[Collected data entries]
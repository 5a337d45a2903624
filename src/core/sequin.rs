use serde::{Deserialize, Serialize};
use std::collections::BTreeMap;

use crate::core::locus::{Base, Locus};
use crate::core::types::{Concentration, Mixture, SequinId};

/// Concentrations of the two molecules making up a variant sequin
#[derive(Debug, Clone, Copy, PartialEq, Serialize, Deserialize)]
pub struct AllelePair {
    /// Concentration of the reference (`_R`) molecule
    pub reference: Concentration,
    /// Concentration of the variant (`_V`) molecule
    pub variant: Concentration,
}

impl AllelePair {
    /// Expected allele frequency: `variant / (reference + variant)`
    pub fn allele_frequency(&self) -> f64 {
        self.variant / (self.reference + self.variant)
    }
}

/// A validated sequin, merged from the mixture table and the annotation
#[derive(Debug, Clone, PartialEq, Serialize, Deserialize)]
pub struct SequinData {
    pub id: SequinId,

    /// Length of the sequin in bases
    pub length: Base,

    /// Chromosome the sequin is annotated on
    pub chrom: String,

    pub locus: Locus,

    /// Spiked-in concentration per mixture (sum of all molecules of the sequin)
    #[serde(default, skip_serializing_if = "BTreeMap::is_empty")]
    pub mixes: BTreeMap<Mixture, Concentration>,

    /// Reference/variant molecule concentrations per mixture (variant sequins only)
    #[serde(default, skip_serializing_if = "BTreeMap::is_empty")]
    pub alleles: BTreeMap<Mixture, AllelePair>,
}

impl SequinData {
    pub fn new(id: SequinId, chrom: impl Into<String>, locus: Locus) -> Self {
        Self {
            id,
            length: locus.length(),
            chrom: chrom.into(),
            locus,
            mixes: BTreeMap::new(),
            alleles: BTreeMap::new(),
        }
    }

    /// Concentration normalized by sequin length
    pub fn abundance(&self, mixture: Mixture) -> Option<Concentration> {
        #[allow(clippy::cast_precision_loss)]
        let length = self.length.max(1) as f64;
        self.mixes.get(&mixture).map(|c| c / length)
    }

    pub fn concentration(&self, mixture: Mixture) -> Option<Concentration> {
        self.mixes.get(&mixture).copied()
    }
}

--- Directions for this task ---
From the line that contains "by sequin length" to the last line of the data, write out each line exactly and add nothing.

--- Response to this task ---
    /// Concentration normalized by sequin length
    pub fn abundance(&self, mixture: Mixture) -> Option<Concentration> {
        #[allow(clippy::cast_precision_loss)]
        let length = self.length.max(1) as f64;
        self.mixes.get(&mixture).map(|c| c / length)
    }

    pub fn concentration(&self, mixture: Mixture) -> Option<Concentration> {
        self.mixes.get(&mixture).copied()
    }
}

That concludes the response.